RAW DATA section start
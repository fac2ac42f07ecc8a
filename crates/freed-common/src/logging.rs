//! ---
//! freed_section: "01-core-functionality"
//! freed_subsection: "module"
//! freed_type: "source"
//! freed_scope: "code"
//! freed_description: "Tracing subscriber setup for the toolkit binaries."
//! freed_version: "v1.0.0"
//! freed_owner: "tbd"
//! ---
use anyhow::Result;
use once_cell::sync::OnceCell;
use serde::{Deserialize, Serialize};
use tracing::debug;
use tracing_subscriber::filter::EnvFilter;
use tracing_subscriber::fmt;
use tracing_subscriber::layer::{Layer, SubscriberExt};
use tracing_subscriber::util::SubscriberInitExt;

use crate::config::LoggingConfig;

const LOG_ENV: &str = "FREED_LOG";
const DEFAULT_DIRECTIVE: &str = "info";

static STDERR_GUARD: OnceCell<tracing_appender::non_blocking::WorkerGuard> = OnceCell::new();

/// Available diagnostic log formats.
#[derive(Debug, Clone, Copy, Serialize, Deserialize, PartialEq, Eq, Default)]
#[serde(rename_all = "kebab-case")]
pub enum LogFormat {
    #[default]
    Pretty,
    StructuredJson,
}

/// Initialize the tracing subscriber.
///
/// Diagnostics go to stderr so stdout stays reserved for packet report lines.
/// The filter is taken from `config.filter`, then `FREED_LOG`, then
/// `RUST_LOG`, defaulting to `info`.
pub fn init_tracing(service_name: &str, config: &LoggingConfig) -> Result<()> {
    let (stderr_writer, stderr_guard) = tracing_appender::non_blocking(std::io::stderr());
    let _ = STDERR_GUARD.set(stderr_guard);

    let filter = resolve_filter(config.filter.as_deref());

    let fmt_layer = match config.format {
        LogFormat::StructuredJson => fmt::layer()
            .with_target(false)
            .with_timer(fmt::time::UtcTime::rfc_3339())
            .json()
            .with_writer(stderr_writer)
            .boxed(),
        LogFormat::Pretty => fmt::layer()
            .with_target(true)
            .with_timer(fmt::time::UtcTime::rfc_3339())
            .with_writer(stderr_writer)
            .boxed(),
    };

    tracing_subscriber::registry()
        .with(filter)
        .with(fmt_layer)
        .try_init()
        .ok();

    debug!(service = %service_name, format = ?config.format, "tracing initialised");
    Ok(())
}

fn resolve_filter(explicit: Option<&str>) -> EnvFilter {
    let directive = explicit
        .map(str::to_owned)
        .or_else(|| std::env::var(LOG_ENV).ok())
        .filter(|value| !value.trim().is_empty());
    match directive {
        Some(directive) => EnvFilter::try_new(&directive).unwrap_or_else(|err| {
            eprintln!(
                "invalid log directive {:?} ({}); defaulting to {}",
                directive, err, DEFAULT_DIRECTIVE
            );
            EnvFilter::new(DEFAULT_DIRECTIVE)
        }),
        None => {
            EnvFilter::try_from_default_env().unwrap_or_else(|_| EnvFilter::new(DEFAULT_DIRECTIVE))
        }
    }
}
RAW DATA section end
__ACTIVITY__:
Working from the records above, write out verbatim only the lines from the line containing "const DEFAULT_DIRECTIVE: &str" through the line containing "packet report lines.".

__EXPECTED ANSWER__:
const DEFAULT_DIRECTIVE: &str = "info";

static STDERR_GUARD: OnceCell<tracing_appender::non_blocking::WorkerGuard> = OnceCell::new();

/// Available diagnostic log formats.
#[derive(Debug, Clone, Copy, Serialize, Deserialize, PartialEq, Eq, Default)]
#[serde(rename_all = "kebab-case")]
pub enum LogFormat {
    #[default]
    Pretty,
    StructuredJson,
}

/// Initialize the tracing subscriber.
///
/// Diagnostics go to stderr so stdout stays reserved for packet report lines.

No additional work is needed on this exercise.